[This thread refers to the thread: "Poisson - negative binomial" Dec. 19, 2011 and Sep 06, 2012]
I have E(X) and V(X) of a neg.bin. distributed RV and would like to compute the cumulative Neg. Bin. function for P(X<=2). CDF.NEGBIN(quant,thresh,prob) --------------------- According to my textbook [1] E(X)= k(1-p)/p V(X)=k(1-p)/p^2 p = E(x)/V(x) k= E(X) p(1-p) (where p is the probability and k is the threshold) -------------------- Example: E(x) = 1.0815 V(x) = 1.7697 -> p = 0.611, k = 1.7 -------------------- My problem is that I do not get the results of the SPSS function reproduced . In the described example the result should be 0.8694. Instead SPSS computes 0.5366. See for example this python recursive version: begin program. import math import spss def negbin(x,k,p): if x==0: return math.pow(p,k) return negbin(x-1,k,p)*(1-p)*(x-1+k)/(x-1+1) def VertNegBin(x,k,p): zaehler=x summe=0 while zaehler>=0: summe=summe+negbin(zaehler,k,p) zaehler=zaehler-1 return summe end program. *----------------------------------------------------------------. COMPUTE var = 1.7697. COMPUTE Lambda_f = 1.0815. compute wert=2. *----------------------------------------------------------------. COMPUTE negProb=LAMBDA_F/var.
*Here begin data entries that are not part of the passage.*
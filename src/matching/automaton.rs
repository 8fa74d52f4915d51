//! Alias automaton.
//!
//! Every enabled alias is compiled into one Aho-Corasick automaton. A scan
//! reports all overlapping occurrences; occurrences that do not sit on token
//! boundaries are discarded, and the survivors are resolved greedily: the
//! leftmost occurrence wins, and at equal start positions the longest alias
//! wins. An accepted occurrence hides every other occurrence it overlaps.

use std::cmp::Reverse;

use aho_corasick::AhoCorasick;
use tracing::{error, trace};

use crate::rules::CommandId;

/// An accepted alias occurrence in a normalized message.
#[derive(Debug, Clone, Copy, PartialEq, Eq)]
pub struct AliasHit {
    /// Byte offset of the first character.
    pub start: usize,
    /// Byte offset one past the last character.
    pub end: usize,
    pub command: CommandId,
}

/// Compiled lookup over normalized aliases.
#[derive(Debug, Clone, Default)]
pub struct AliasMatcher {
    aliases: Vec<(String, CommandId)>,
    automaton: Option<AhoCorasick>,
}

impl AliasMatcher {
    /// Compile a matcher from `(normalized alias, owner)` pairs.
    pub fn build<I>(aliases: I) -> Self
    where
        I: IntoIterator<Item = (String, CommandId)>,
    {
        let mut aliases: Vec<(String, CommandId)> = aliases
            .into_iter()
            .filter(|(alias, _)| !alias.is_empty())
            .collect();
        aliases.sort();

        if aliases.is_empty() {
            return Self::default();
        }

        let automaton = match AhoCorasick::new(aliases.iter().map(|(alias, _)| alias.as_str())) {
            Ok(ac) => {
                trace!(target: "chatplays::matching", count = aliases.len(), "alias automaton rebuilt");
                Some(ac)
            }
            Err(e) => {
                error!(target: "chatplays::matching", error = %e, "failed to build alias automaton");
                None
            }
        };

        Self { aliases, automaton }
    }

    /// Number of compiled aliases.
    pub fn len(&self) -> usize {
        self.aliases.len()
    }

    pub fn is_empty(&self) -> bool {
        self.aliases.is_empty()
    }

    /// Scan an already-normalized message and return accepted hits, left to right.
    pub fn scan(&self, normalized: &str) -> Vec<AliasHit> {
        let Some(ac) = self.automaton.as_ref() else {
            return Vec::new();
        };

        let bytes = normalized.as_bytes();
        let mut candidates: Vec<AliasHit> = ac
            .find_overlapping_iter(normalized)
            .filter(|m| on_boundary(bytes, m.start(), m.end()))
            .map(|m| AliasHit {
                start: m.start(),
                end: m.end(),
                command: self.aliases[m.pattern().as_usize()].1,
            })
            .collect();

        candidates.sort_by_key(|hit| (hit.start, Reverse(hit.end)));

        let mut accepted = Vec::new();
        let mut covered_until = 0;
        for hit in candidates {
            if hit.start < covered_until {
                continue;
            }
            covered_until = hit.end;
            accepted.push(hit);
        }
        accepted
    }
}

/// True when `[start, end)` starts and ends at token boundaries of `bytes`.
fn on_boundary(bytes: &[u8], start: usize, end: usize) -> bool {
    let starts_clean = start == 0 || bytes[start - 1] == b' ';
    let ends_clean = end == bytes.len() || bytes[end] == b' ';
    starts_clean && ends_clean
}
COMPUTE thresh=LAMBDA_F*(negProb/(1-negProb)). execute. spssinc trans result=CDFnegBinResult /Formula "VertNegBin( wert, thresh,negProb)". execute. spssinc trans result=PDFnegBinResult /Formula "negbin( wert, thresh,negProb)". execute. COMPUTE SPSS_version=CDF.NEGBIN(wert,thresh,negProb). EXECUTE. My question: Is it an SPSS Bug or my misunderstanding of thresh and prob in the SPSS function, and if the last applies, how then to compute CDF.NEGBIN(quant,thresh,prob) ? Literature: [1] Schlittgen, R.: Einführung in die Statistik. 5. Auflg. Oldenbourg 1995, S.203 ff
Dr. Frank Gaeth
|
There are two different parameterizations
of the negative binomial in common usage. You are probably
looking at definitions for a different parameterization than SPSS uses.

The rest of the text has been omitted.